How Much Help Do You Have?
The first question to ask yourself is how much help you have available to you. Do you have friends and family who live close by that could help you with difficult tasks regularly? If not, do you have the means to hire the help you need? This might include someone to assist with household chores or even a hospice care worker who can help with those ADLs mentioned above. If assistance is readily available to you or thinks of reliable ways to bring that help into your home, then aging in place may be possible.

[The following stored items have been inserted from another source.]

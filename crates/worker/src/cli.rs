use std::path::PathBuf;

use clap::builder::RangedU64ValueParser;
use clap::Parser;

use brushscan_pipeline::config::{
    PipelineConfig, DEFAULT_MODEL, DEFAULT_N_BRUSHED_FRAMES, DEFAULT_TEMPERATURE, DEFAULT_VIS_FPS,
    DEFAULT_WORKERS, MAX_TEMPERATURE,
};

/// Detect the first full brush-contact frame per mouse in a folder of
/// experiment videos.
#[derive(Debug, Clone, Parser)]
#[command(name = "brushscan", version)]
pub struct Args {
    /// Directory scanned (non-recursively) for .mp4 .avi .mov .mkv .m4v files
    #[arg(long, value_name = "DIR")]
    pub input_dir: PathBuf,

    /// Root directory; one sub-directory per video is created
    #[arg(long, value_name = "DIR")]
    pub output_dir: PathBuf,

    /// Remote model identifier
    #[arg(long, default_value = DEFAULT_MODEL)]
    pub model: String,

    /// Sampling temperature, 0 to 2
    #[arg(long, default_value_t = DEFAULT_TEMPERATURE, value_parser = parse_temperature)]
    pub temperature: f32,

    /// Also render a video with brushed frames highlighted
    #[arg(long)]
    pub visualize: bool,

    /// Number of frames highlighted per side, starting at the detected frame
    #[arg(
        long,
        default_value_t = DEFAULT_N_BRUSHED_FRAMES,
        value_parser = clap::value_parser!(u64).range(1..)
    )]
    pub n_brushed_frames: u64,

    /// Playback rate of the visualization video
    #[arg(
        long,
        default_value_t = DEFAULT_VIS_FPS,
        value_parser = clap::value_parser!(u32).range(1..)
    )]
    pub vis_fps: u32,

    /// Number of videos processed at once
    #[arg(
        long,
        default_value_t = DEFAULT_WORKERS,
        value_parser = RangedU64ValueParser::<usize>::new().range(1..)
    )]
    pub workers: usize,
}

impl Args {
    pub fn to_config(&self) -> PipelineConfig {
        PipelineConfig {
            output_dir: self.output_dir.clone(),
            model: self.model.clone(),
            temperature: self.temperature,
            visualize: self.visualize,
            n_brushed_frames: self.n_brushed_frames,
            vis_fps: self.vis_fps,
            workers: self.workers,
        }
    }
}

fn parse_temperature(raw: &str) -> Result<f32, String> {
    let value: f32 = raw
        .parse()
        .map_err(|_| format!("`{raw}` is not a number"))?;
    if (0.0..=MAX_TEMPERATURE).contains(&value) {
        Ok(value)
    } else {
        Err(format!("must be between 0 and {MAX_TEMPERATURE}"))
    }
}
//! `brushscan` -- batch brush-contact detection over a folder of videos.
//!
//! Preprocesses each video to 1 fps with burned-in frame labels, asks the
//! remote vision model for the first full-contact frame per mouse, and
//! writes `result.json` (plus an optional highlighted visualization) per
//! video. Exits non-zero when any video failed.
//!
//! # Environment variables
//!
//! | Variable                    | Required | Default   | Description                          |
//! |-----------------------------|----------|-----------|--------------------------------------|
//! | `GEMINI_API_KEY`            | yes      | --        | Credential for the Gemini API        |
//! | `GEMINI_API_BASE_URL`       | no       | Google    | Service root override                |
//! | `BRUSHSCAN_FFMPEG`          | no       | `ffmpeg`  | Path to the ffmpeg binary            |
//! | `BRUSHSCAN_FFPROBE`         | no       | `ffprobe` | Path to the ffprobe binary           |
//! | `BRUSHSCAN_MAX_ATTEMPTS`    | no       | `5`       | Attempts per remote call             |
//! | `BRUSHSCAN_RETRY_BASE_SECS` | no       | `5`       | First backoff delay                  |
//! | `BRUSHSCAN_RETRY_MAX_SECS`  | no       | `60`      | Backoff delay cap                    |
//! | `RUST_LOG`                  | no       | info      | Log filter                           |

use std::process::ExitCode;
use std::sync::Arc;

use anyhow::Context as _;
use clap::Parser;
use tracing_subscriber::{layer::SubscriberExt, util::SubscriberInitExt};

use brushscan_core::ffmpeg::FfmpegProcessor;
use brushscan_core::media::MediaProcessor;
use brushscan_gemini::api::GeminiApi;
use brushscan_gemini::backoff::RetryPolicy;
use brushscan_gemini::client::DetectionClient;
use brushscan_gemini::config::GeminiConfig;
use brushscan_gemini::detector::GeminiDetector;
use brushscan_pipeline::discovery::{discover_videos, plan_jobs};
use brushscan_pipeline::job::JobPipeline;
use brushscan_pipeline::preprocess::MediaPreprocessor;
use brushscan_pipeline::render::VisualizationRenderer;
use brushscan_pipeline::scheduler::BatchScheduler;
use brushscan_worker::cli::Args;

const DEFAULT_LOG_FILTER: &str =
    "brushscan=info,brushscan_worker=info,brushscan_pipeline=info,brushscan_gemini=info,brushscan_core=info";

#[tokio::main]
async fn main() -> ExitCode {
    dotenvy::dotenv().ok();

    tracing_subscriber::registry()
        .with(
            tracing_subscriber::EnvFilter::try_from_default_env()
                .unwrap_or_else(|_| DEFAULT_LOG_FILTER.into()),
        )
        .with(tracing_subscriber::fmt::layer())
        .init();

    let args = Args::parse();

    match run(args).await {
        Ok(code) => code,
        Err(e) => {
            tracing::error!(error = %format!("{e:#}"), "Batch aborted");
            ExitCode::FAILURE
        }
    }
}

async fn run(args: Args) -> anyhow::Result<ExitCode> {
    let gemini = GeminiConfig::from_env()?;
    let config = Arc::new(args.to_config());
    config.validate()?;

    let videos = discover_videos(&args.input_dir).await?;
    let jobs = plan_jobs(&videos, &config.output_dir);
    tokio::fs::create_dir_all(&config.output_dir)
        .await
        .with_context(|| format!("cannot create {}", config.output_dir.display()))?;

    let policy = RetryPolicy::from_env();
    tracing::info!(
        input_dir = %args.input_dir.display(),
        output_dir = %config.output_dir.display(),
        videos = jobs.len(),
        model = %config.model,
        temperature = config.temperature,
        visualize = config.visualize,
        workers = config.workers,
        max_attempts = policy.max_attempts,
        "Starting brushscan",
    );

    let media: Arc<dyn MediaProcessor> = Arc::new(FfmpegProcessor::from_env());
    let detector = GeminiDetector::new(GeminiApi::new(gemini).context("cannot build HTTP client")?);
    let pipeline = Arc::new(JobPipeline::new(
        Arc::clone(&config),
        MediaPreprocessor::new(Arc::clone(&media)),
        DetectionClient::new(Arc::new(detector), policy),
        VisualizationRenderer::new(media),
    ));

    let run = BatchScheduler::new(pipeline).run(jobs).await;
    print!("{}", run.summary());

    match run.write_summary(&config.output_dir).await {
        Ok(path) => tracing::info!(path = %path.display(), "Batch summary written"),
        Err(e) => tracing::warn!(error = %e, "Failed to write batch summary"),
    }

    Ok(if run.has_failures() {
        ExitCode::FAILURE
    } else {
        ExitCode::SUCCESS
    })
}
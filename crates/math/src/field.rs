//! Scalar arithmetic in `Z_q` for q = 3329.
//!
//! Every function returns the canonical representative in `[0, q)`. Inputs
//! are widened before the integer operation, so non-canonical `i16`
//! arguments are handled as well.

use crate::Q;

/// Canonical representative of `a` modulo q, for any `a`.
#[inline]
#[must_use]
pub const fn reduce(a: i64) -> i16 {
    a.rem_euclid(Q as i64) as i16
}

/// `(a + b) mod q`.
#[inline]
#[must_use]
pub const fn add(a: i16, b: i16) -> i16 {
    reduce(a as i64 + b as i64)
}

/// `(a - b) mod q`.
#[inline]
#[must_use]
pub const fn sub(a: i16, b: i16) -> i16 {
    reduce(a as i64 - b as i64)
}

/// `(a * b) mod q`.
#[inline]
#[must_use]
pub const fn mul(a: i16, b: i16) -> i16 {
    reduce(a as i64 * b as i64)
}

/// `-a mod q`.
#[inline]
#[must_use]
pub const fn neg(a: i16) -> i16 {
    reduce(-(a as i64))
}

/// Element-wise `a[i] + b[i] mod q`.
#[must_use]
pub fn vector_add<const L: usize>(a: &[i16; L], b: &[i16; L]) -> [i16; L] {
    core::array::from_fn(|i| add(a[i], b[i]))
}

/// Element-wise `a[i] - b[i] mod q`.
#[must_use]
pub fn vector_sub<const L: usize>(a: &[i16; L], b: &[i16; L]) -> [i16; L] {
    core::array::from_fn(|i| sub(a[i], b[i]))
}

/// Broadcast `c * a[i] mod q`. `c` may be any integer.
#[must_use]
pub fn scalar_mul<const L: usize>(c: i64, a: &[i16; L]) -> [i16; L] {
    let c = reduce(c);
    core::array::from_fn(|i| mul(c, a[i]))
}
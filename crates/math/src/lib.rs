//! `kyber-math` — Ring arithmetic for ML-KEM.
//!
//! `no_std`, zero-allocation arithmetic over `R_q = Z_q[X]/(X^{256}+1)`.
//! [`field`] holds the scalar operations modulo q; [`poly`] builds the ring
//! element, its multiplication backends and fixed-length polynomial vectors
//! on top of them.

#![no_std]
#![deny(unsafe_code)]
#![allow(clippy::cast_lossless, clippy::cast_possible_truncation)]

pub mod field;
pub mod poly;

pub use poly::{Multiplier, Polynomial, Schoolbook, Vector};

/// Polynomial ring degree.
pub const N: usize = 256;

/// Field modulus.
pub const Q: i16 = 3329;

/// Errors raised when building ring elements.
#[derive(Debug, Clone, Copy, PartialEq, Eq, thiserror::Error)]
pub enum Error {
    /// Coefficient sequence does not hold exactly [`N`] elements.
    #[error("length mismatch: expected {expected} coefficients, got {actual}")]
    LengthMismatch {
        /// Expected coefficient count.
        expected: usize,
        /// Actual coefficient count received.
        actual: usize,
    },
}
//! `kyber-arith` -- Arithmetic substrate for ML-KEM.
//!
//! Re-exports the ring arithmetic of [`kyber_math`] and adds what higher
//! ML-KEM layers consume next to it: the three FIPS 203 parameter sets,
//! SHA-3 hash/XOF adapters, and an injectable randomness source.

#![deny(unsafe_code)]

pub mod hash;
pub mod params;
pub mod rng;

pub use kyber_math as math;
pub use kyber_math::{N, Polynomial, Q, Vector};
pub use params::{
    ML_KEM_512, ML_KEM_768, ML_KEM_1024, MlKem512, MlKem768, MlKem1024, MlKemParams, ParameterSet,
};
pub use rng::RandomSource;

/// Errors returned by this crate.
#[derive(Debug, thiserror::Error)]
pub enum Error {
    /// Building a ring element failed.
    #[error(transparent)]
    Ring(#[from] kyber_math::Error),
    /// An argument was outside its domain (negative length, unknown
    /// parameter-set name).
    #[error("invalid argument: {0}")]
    InvalidArgument(String),
    /// The randomness source could not produce bytes.
    #[error("randomness source failed: {0}")]
    Rng(#[from] rand_core::Error),
}

pub type Result<T, E = Error> = core::result::Result<T, E>;

/// Converts a caller-supplied byte count, rejecting negative or oversized values.
pub(crate) fn byte_count<L: TryInto<usize>>(len: L, what: &str) -> Result<usize> {
    len.try_into().map_err(|_| {
        Error::InvalidArgument(format!(
            "{what} must be a non-negative byte count representable as usize"
        ))
    })
}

What Changes Can You Make?
Next, ask yourself what changes you can make to your home to make it safer and more accessible. What tasks do you struggle with, and can they be made simpler with new aids, household fixtures, or simply rearranging your home? For example, if you work with cooking meals for yourself because many of the ingredients and cooking utensils are hard to reach, mixing your kitchen might make this much more comfortable. If you struggle with washing yourself daily, walk-in tubs are a reliable way to make that task safer and more comfortable.
Many senior citizens could benefit from making changes to their homes to improve accessibility. It’s essential that you not wait to make these changes until a fall and injury have occurred. Instead, assess where your home falls short in meeting your mobility needs and make those changes now. If you can’t see a way to modify your home to meet your changing needs, a care facility may be a safer option.
Are You Happy Where You Are?
Finally, honestly assess whether or not you’re happy in your home right now. While you may have emotional attachments to the house, if you feel isolated and alone in your current living circumstances, you will likely be much happier in a care facility where you can socialize with others every day.
However, if you are happy in your home and have good help, making some small changes to your house can go a long way towards making aging in place a genuine possibility. Walk-in tubs, stairlifts, and other improvements can make your home safe enough that you can continue living there for many years to come.